Chapter 8 #3

It had been a very, very long time since anything had surprised Damian, but he had to give Lady Cecilia credit—for the wink she returned quite robbed him of breath.

Hollywell House, Tunbridge Wells, Kent, 28th July 1816

Gideon faced the door to his mother’s room with silent stoicism, walking through it as if it cost him nothing, while his insides roiled.

For a moment, he did not recognise her, for though it had been over six months since he’d seen her last, she looked to have aged a decade in that time.

She had been a beauty once; he knew that much from the portrait that had been painted of her in the weeks following her marriage to his father.

That woman had been stunning with the perfection of youth and happiness, but Gideon still wondered if the artist hadn’t glimpsed something in her eyes, something not quite right, for he had always considered her bright gaze a touch febrile.

Perhaps, though, it was just hindsight and his imagination.

Damian had inherited her fair colouring, her high cheekbones and sculpted features, the thickly lashed, wide blue-grey eyes.

Gideon’s hair was a muddy brown, and whilst his eyes were a darker slate grey like their father’s, and they had not the brilliant quality that his brother and mother shared.

Perhaps that was a blessing, though, as he feared it was madness that made them sparkle so fiercely.

Now his mother’s hair was dull, streaked with white and tied in a loose plait down her back. She was birdlike, so fragile she looked as though she might snap, and he wondered how much damage she could still do. Surely, she was easy enough to overpower.

He fought to keep his voice soft, to keep any trace of pity or revulsion from his face.

“Do you know me?” he asked her gently. “It’s Gideon.”

For a moment she did not look at him, and then she lifted her face and his breath caught as he saw those brilliant grey eyes, burning with loathing. She shrieked and flew at him with shocking speed, striking out with her nails.

“Devil! Devil! Devil, you’ll not take me!”

For a moment, he was a child again, helpless before her incomprehensible rage and terror. His heart stuttered.

“Restrain her!” bellowed the doctor as Gideon raised his hands to fend her off.

He grasped her wrists before her nails could reach him, but her strength stole his breath.

She writhed furiously, but he dared not hold her too tightly, horribly aware of the fine bones beneath his hands, but he could not release her either, though touching her made him want to recoil.

He wanted to hate her in that moment, to leave her to rot, until he saw the terror in her eyes.

She truly believed he was here to carry her to hell.

Two male guards entered the room, taking hold of her and carrying her bodily to a chair fitted with leather restraints.
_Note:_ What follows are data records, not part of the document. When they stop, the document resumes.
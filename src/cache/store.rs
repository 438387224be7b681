//! Bounded Cache Module
//!
//! Main local cache engine combining HashMap storage with LRU tracking,
//! TTL expiration and a byte-size budget.

use std::collections::HashMap;
use std::fmt;
use std::sync::Arc;
use std::time::Duration;

use parking_lot::Mutex;
use regex::Regex;
use tracing::debug;

use crate::cache::{CacheEntry, CacheStats, EstimateSize, LruTracker};

/// Callback invoked with each evicted key and value.
pub type EvictCallback<V> = Arc<dyn Fn(&str, &V) + Send + Sync>;

// == Cache State ==
/// Everything guarded by the cache mutex.
#[derive(Debug)]
struct CacheState<V> {
    entries: HashMap<String, CacheEntry<V>>,
    lru: LruTracker,
    stats: CacheStats,
    current_size: usize,
}

impl<V> CacheState<V> {
    fn remove_entry(&mut self, key: &str) -> Option<CacheEntry<V>> {
        let entry = self.entries.remove(key)?;
        self.lru.remove(key);
        self.current_size -= entry.size;
        Some(entry)
    }
}

// == Bounded Cache ==
/// Process-local cache bounded by total estimated byte size, with
/// least-recently-used eviction and per-entry TTL.
///
/// All bookkeeping sits behind a single mutex, so a `BoundedCache` can be
/// shared through an `Arc` and used from any number of tasks.
pub struct BoundedCache<V> {
    state: Mutex<CacheState<V>>,
    max_size: usize,
    default_ttl: Duration,
    on_evict: Option<EvictCallback<V>>,
}

impl<V> fmt::Debug for BoundedCache<V> {
    fn fmt(&self, f: &mut fmt::Formatter<'_>) -> fmt::Result {
        f.debug_struct("BoundedCache")
            .field("max_size", &self.max_size)
            .field("default_ttl", &self.default_ttl)
            .field("on_evict", &self.on_evict.is_some())
            .finish()
    }
}

impl<V: EstimateSize + Clone> BoundedCache<V> {
    // == Constructor ==
    /// Creates a new cache.
    ///
    /// # Arguments
    /// * `max_size` - Size budget in bytes
    /// * `default_ttl` - TTL for entries stored without an explicit one
    pub fn new(max_size: usize, default_ttl: Duration) -> Self {
        Self {
            state: Mutex::new(CacheState {
                entries: HashMap::new(),
                lru: LruTracker::new(),
                stats: CacheStats::new(max_size),
                current_size: 0,
            }),
            max_size,
            default_ttl,
            on_evict: None,
        }
    }

    /// Registers a callback run for every entry evicted to make room.
    pub fn with_on_evict(mut self, callback: EvictCallback<V>) -> Self {
        self.on_evict = Some(callback);
        self
    }

    // == Set ==
    /// Stores a value with an optional TTL.
    ///
    /// An existing entry for the key is replaced and its size released first.
    /// Least recently used entries are then evicted until the new value fits
    /// or the cache is empty. A value larger than the whole budget is dropped.
    pub fn set(&self, key: impl Into<String>, value: V, ttl: Option<Duration>) {
        let key = key.into();
        let size = value.estimate_size();
        let ttl = ttl.unwrap_or(self.default_ttl);

        let evicted = {
            let mut state = self.state.lock();
            state.remove_entry(&key);

            let mut evicted = Vec::new();
            while state.current_size + size > self.max_size {
                let Some(oldest) = state.lru.evict_oldest() else {
                    break;
                };
                if let Some(entry) = state.entries.remove(&oldest) {
                    state.current_size -= entry.size;
                    state.stats.record_eviction();
                    evicted.push((oldest, entry.value));
                }
            }

            if size <= self.max_size {
                state.lru.touch(&key);
                state.entries.insert(key.clone(), CacheEntry::new(value, ttl, size));
                state.current_size += size;
            } else {
                debug!(
                    "Dropping '{}': {} bytes exceeds cache budget of {} bytes",
                    key, size, self.max_size
                );
            }
            evicted
        };

        self.notify_evicted(evicted);
    }

    // == Get ==
    /// Retrieves a value, promoting it to most recently used.
    ///
    /// Unknown and expired keys count as misses; expired entries are removed.
    pub fn get(&self, key: &str) -> Option<V> {
        let mut state = self.state.lock();

        let expired = match state.entries.get(key) {
            Some(entry) => entry.is_expired(),
            None => {
                state.stats.record_miss();
                return None;
            }
        };

        if expired {
            state.remove_entry(key);
            state.stats.record_miss();
            return None;
        }

        state.stats.record_hit();
        state.lru.touch(key);
        state.entries.get(key).map(|entry| entry.value.clone())
    }

    // == Peek ==
    /// Reads a live value without touching LRU order or statistics.
    pub fn peek(&self, key: &str) -> Option<V> {
        let state = self.state.lock();
        state
            .entries
            .get(key)
            .filter(|entry| !entry.is_expired())
            .map(|entry| entry.value.clone())
    }

    // == Has ==
    /// Checks for a live entry without touching LRU order or statistics.
    pub fn has(&self, key: &str) -> bool {
        let state = self.state.lock();
        state
            .entries
            .get(key)
            .is_some_and(|entry| !entry.is_expired())
    }

    // == Delete ==
    /// Removes an entry, returning whether one was present.
    pub fn delete(&self, key: &str) -> bool {
        self.state.lock().remove_entry(key).is_some()
    }

    // == Delete Matching ==
    /// Removes every live key matching `pattern`, returning the count removed.
    pub fn delete_matching(&self, pattern: &Regex) -> usize {
        let mut state = self.state.lock();
        let matching: Vec<String> = state
            .entries
            .iter()
            .filter(|(key, entry)| !entry.is_expired() && pattern.is_match(key))
            .map(|(key, _)| key.clone())
            .collect();

        for key in &matching {
            state.remove_entry(key);
        }
        matching.len()
    }

    // == Clear ==
    pub fn clear(&self) {
        let mut state = self.state.lock();
        state.entries.clear();
        state.lru.clear();
        state.current_size = 0;
    }

    // == Keys ==
    /// Returns live keys from least to most recently used.
    pub fn keys(&self) -> Vec<String> {
        let state = self.state.lock();
        state
            .lru
            .iter()
            .filter(|key| {
                state
                    .entries
                    .get(key.as_str())
                    .is_some_and(|entry| !entry.is_expired())
            })
            .cloned()
            .collect()
    }

    // == Prune ==
    /// Removes all expired entries, returning the number removed.
    pub fn prune(&self) -> usize {
        let mut state = self.state.lock();
        let expired: Vec<String> = state
            .entries
            .iter()
            .filter(|(_, entry)| entry.is_expired())
            .map(|(key, _)| key.clone())
            .collect();

        for key in &expired {
            state.remove_entry(key);
        }
        expired.len()
    }

    // == Stats ==
    /// Returns a snapshot of the statistics.
    pub fn stats(&self) -> CacheStats {
        let state = self.state.lock();
        let mut stats = state.stats.clone();
        stats.size = state.current_size;
        stats.entries = state.entries.len();
        stats
    }

    pub fn reset_stats(&self) {
        self.state.lock().stats.reset_counters();
    }

    pub fn len(&self) -> usize {
        self.state.lock().entries.len()
    }

    pub fn is_empty(&self) -> bool {
        self.state.lock().entries.is_empty()
    }

    pub fn current_size(&self) -> usize {
        self.state.lock().current_size
    }

    pub fn max_size(&self) -> usize {
        self.max_size
    }

    pub fn default_ttl(&self) -> Duration {
        self.default_ttl
    }

    fn notify_evicted(&self, evicted: Vec<(String, V)>) {
        if evicted.is_empty() {
            return;
        }
        debug!("Evicted {} entries to stay within budget", evicted.len());
        if let Some(callback) = &self.on_evict {
            for (key, value) in &evicted {
                callback(key, value);
            }
        }
    }
}
//! Size Estimation Module
//!
//! Deterministic byte-size estimates used for the memory budget of a
//! [`BoundedCache`](crate::cache::BoundedCache).

use serde_json::Value;

// == Size Constants ==
/// Bytes charged per character of a string
pub const BYTES_PER_CHAR: usize = 2;
/// Bytes charged for any number
pub const NUMBER_SIZE: usize = 8;
/// Bytes charged for a boolean
pub const BOOL_SIZE: usize = 4;
/// Bytes charged per array item on top of the item itself
pub const ARRAY_ITEM_OVERHEAD: usize = 8;
/// Bytes charged once per object
pub const OBJECT_OVERHEAD: usize = 16;
/// Nesting depth past which nodes are charged as an empty object
pub const MAX_ESTIMATE_DEPTH: usize = 64;

// == Estimate Size ==
/// Values that can report an approximate in-memory footprint.
pub trait EstimateSize {
    /// Returns the estimated size in bytes.
    fn estimate_size(&self) -> usize;
}

impl EstimateSize for Value {
    fn estimate_size(&self) -> usize {
        estimate_value(self, 0)
    }
}

impl EstimateSize for String {
    fn estimate_size(&self) -> usize {
        str_size(self)
    }
}

impl EstimateSize for bool {
    fn estimate_size(&self) -> usize {
        BOOL_SIZE
    }
}

impl EstimateSize for i64 {
    fn estimate_size(&self) -> usize {
        NUMBER_SIZE
    }
}

impl EstimateSize for u64 {
    fn estimate_size(&self) -> usize {
        NUMBER_SIZE
    }
}

impl EstimateSize for f64 {
    fn estimate_size(&self) -> usize {
        NUMBER_SIZE
    }
}

impl<T: EstimateSize> EstimateSize for Option<T> {
    fn estimate_size(&self) -> usize {
        self.as_ref().map_or(0, EstimateSize::estimate_size)
    }
}

impl<T: EstimateSize> EstimateSize for Vec<T> {
    fn estimate_size(&self) -> usize {
        self.iter()
            .map(|item| item.estimate_size() + ARRAY_ITEM_OVERHEAD)
            .sum()
    }
}

fn str_size(s: &str) -> usize {
    s.chars().count() * BYTES_PER_CHAR
}

fn estimate_value(value: &Value, depth: usize) -> usize {
    if depth >= MAX_ESTIMATE_DEPTH {
        return OBJECT_OVERHEAD;
    }

    match value {
        Value::Null => 0,
        Value::Bool(_) => BOOL_SIZE,
        Value::Number(_) => NUMBER_SIZE,
        Value::String(s) => str_size(s),
        Value::Array(items) => items
            .iter()
            .map(|item| estimate_value(item, depth + 1) + ARRAY_ITEM_OVERHEAD)
            .sum(),
        Value::Object(fields) => {
            fields
                .iter()
                .map(|(name, field)| str_size(name) + estimate_value(field, depth + 1))
                .sum::<usize>()
                + OBJECT_OVERHEAD
        }
    }
}
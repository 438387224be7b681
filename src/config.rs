//! Configuration Module
//!
//! Handles loading cache and server configuration from environment variables.

use std::env;
use std::time::Duration;

use redis::{
    ConnectionAddr, ConnectionInfo, IntoConnectionInfo, RedisConnectionInfo, RedisResult,
};

use crate::cache::{DEFAULT_MAX_SIZE, DEFAULT_TTL_MS};

/// Default namespace for remote keys
pub const DEFAULT_KEY_PREFIX: &str = "cache:";

// == Remote Store Config ==
/// Connection parameters for the Redis-compatible remote tier.
///
/// `url` takes precedence over `host`/`port`/`password`/`db`.
#[derive(Debug, Clone, PartialEq)]
pub struct RemoteStoreConfig {
    pub url: Option<String>,
    pub host: Option<String>,
    pub port: u16,
    pub password: Option<String>,
    pub db: i64,
    /// Namespace prepended to every key
    pub key_prefix: String,
    /// Upper bound for the single connection attempt
    pub connect_timeout: Duration,
}

impl Default for RemoteStoreConfig {
    fn default() -> Self {
        Self {
            url: None,
            host: None,
            port: 6379,
            password: None,
            db: 0,
            key_prefix: DEFAULT_KEY_PREFIX.to_string(),
            connect_timeout: Duration::from_secs(5),
        }
    }
}

impl RemoteStoreConfig {
    /// Creates a config pointing at a connection URL.
    pub fn with_url(url: impl Into<String>) -> Self {
        Self {
            url: Some(url.into()),
            ..Self::default()
        }
    }

    /// Returns true if a URL or host is configured.
    pub fn is_configured(&self) -> bool {
        self.url.is_some() || self.host.is_some()
    }

    /// Resolves connection parameters, or None when nothing is configured.
    ///
    /// Host parts go into the struct directly, so passwords need no URL escaping.
    pub fn connection_info(&self) -> Option<RedisResult<ConnectionInfo>> {
        if let Some(url) = &self.url {
            return Some(url.as_str().into_connection_info());
        }
        let host = self.host.as_ref()?;
        Some(Ok(ConnectionInfo {
            addr: ConnectionAddr::Tcp(host.clone(), self.port),
            redis: RedisConnectionInfo {
                db: self.db,
                password: self.password.clone(),
                ..RedisConnectionInfo::default()
            },
        }))
    }

    /// Loads remote settings from `REDIS_*` environment variables.
    pub fn from_env() -> Self {
        let defaults = Self::default();
        Self {
            url: env::var("REDIS_URL").ok().filter(|v| !v.is_empty()),
            host: env::var("REDIS_HOST").ok().filter(|v| !v.is_empty()),
            port: parse_env("REDIS_PORT").unwrap_or(defaults.port),
            password: env::var("REDIS_PASSWORD").ok().filter(|v| !v.is_empty()),
            db: parse_env("REDIS_DB").unwrap_or(defaults.db),
            key_prefix: env::var("REDIS_KEY_PREFIX").unwrap_or(defaults.key_prefix),
            connect_timeout: defaults.connect_timeout,
        }
    }
}

// == Layers ==
/// Independently toggles each cache tier.
#[derive(Debug, Clone, Copy, PartialEq, Eq)]
pub struct Layers {
    pub memory: bool,
    pub redis: bool,
}

// == Cache Config ==
/// Options for building a [`CacheManager`](crate::manager::CacheManager).
#[derive(Debug, Clone, PartialEq)]
pub struct CacheConfig {
    /// Local size budget in bytes
    pub max_size: usize,
    /// TTL applied when callers do not supply one
    pub default_ttl: Duration,
    pub layers: Layers,
    pub remote: RemoteStoreConfig,
    /// Makes concurrent misses on one key share a single computation
    pub coalesce_misses: bool,
    /// Interval of the background prune sweep
    pub prune_interval: Duration,
}

impl Default for CacheConfig {
    fn default() -> Self {
        Self {
            max_size: DEFAULT_MAX_SIZE,
            default_ttl: Duration::from_millis(DEFAULT_TTL_MS),
            layers: Layers {
                memory: true,
                redis: false,
            },
            remote: RemoteStoreConfig::default(),
            coalesce_misses: false,
            prune_interval: Duration::from_secs(60),
        }
    }
}

impl CacheConfig {
    /// Memory-only configuration with the given budget.
    pub fn memory_only(max_size: usize) -> Self {
        Self {
            max_size,
            ..Self::default()
        }
    }

    /// Sets the remote tier and enables it (`useRedis` semantics).
    pub fn with_remote(mut self, remote: RemoteStoreConfig) -> Self {
        self.layers.redis = remote.is_configured();
        self.remote = remote;
        self
    }

    /// Loads configuration from environment variables.
    ///
    /// # Environment Variables
    /// - `CACHE_MAX_SIZE` - Local budget in bytes (default: 100 MiB)
    /// - `CACHE_DEFAULT_TTL_MS` - Default TTL in milliseconds (default: 300000)
    /// - `CACHE_PRUNE_INTERVAL` - Prune sweep interval in seconds (default: 60)
    /// - `CACHE_USE_REDIS` - Force the remote tier on or off
    /// - `REDIS_URL`, `REDIS_HOST`, `REDIS_PORT`, `REDIS_PASSWORD`, `REDIS_DB`,
    ///   `REDIS_KEY_PREFIX` - Remote connection; memory-only when unset
    pub fn from_env() -> Self {
        let defaults = Self::default();
        let remote = RemoteStoreConfig::from_env();
        let use_redis = parse_env("CACHE_USE_REDIS").unwrap_or(remote.is_configured());

        Self {
            max_size: parse_env("CACHE_MAX_SIZE").unwrap_or(defaults.max_size),
            default_ttl: parse_env("CACHE_DEFAULT_TTL_MS")
                .map(Duration::from_millis)
                .unwrap_or(defaults.default_ttl),
            layers: Layers {
                memory: true,
                redis: use_redis,
            },
            remote,
            coalesce_misses: parse_env("CACHE_COALESCE_MISSES")
                .unwrap_or(defaults.coalesce_misses),
            prune_interval: parse_env("CACHE_PRUNE_INTERVAL")
                .map(Duration::from_secs)
                .unwrap_or(defaults.prune_interval),
        }
    }
}

// == Server Config ==
/// Configuration for the admin server binary.
#[derive(Debug, Clone)]
pub struct Config {
    /// HTTP server port
    pub server_port: u16,
    pub cache: CacheConfig,
}

impl Config {
    /// Loads server and cache configuration from environment variables.
    ///
    /// - `SERVER_PORT` - HTTP server port (default: 3000)
    pub fn from_env() -> Self {
        Self {
            server_port: parse_env("SERVER_PORT").unwrap_or(3000),
            cache: CacheConfig::from_env(),
        }
    }
}

impl Default for Config {
    fn default() -> Self {
        Self {
            server_port: 3000,
            cache: CacheConfig::default(),
        }
    }
}

fn parse_env<T: std::str::FromStr>(name: &str) -> Option<T> {
    env::var(name).ok().and_then(|v| v.parse().ok())
}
He watched with a nauseating mixture of horror, relief and pity as they fastened the leather straps, restraining her legs and arms.

He wanted to look away, to deny it was happening, but if she must endure it, he could witness it.

Yet it made him want to vomit, to scream for another way, though he knew there was not one.

The doctor had given him his options starkly enough and had now illustrated the dreadful practicality of it all.

She might not strike him physically now, but she kept screaming, a torrent of abuse, much of it incomprehensible, but then she spewed out a familiar bible verse that struck him square in the solar plexus.

“What have I to do with thee, Jesus, thou Son of the most high God? I adjure thee by God, that thou torment me not!”

The words were like a blow, striking his heart as a memory returned to him then, of the night his father had died. The night she had killed him.

He turned away. There was nothing he could do here, no comfort he could offer, no good he could do. All he could do was pay the bills, to keep her in the best conditions he could, even if it crippled him financially.

Her voice followed him, even as he left the room, echoing down the hallways, ringing in his ears. “What is thy name? What is thy name? And he said, Legion: because many devils were entered into him.”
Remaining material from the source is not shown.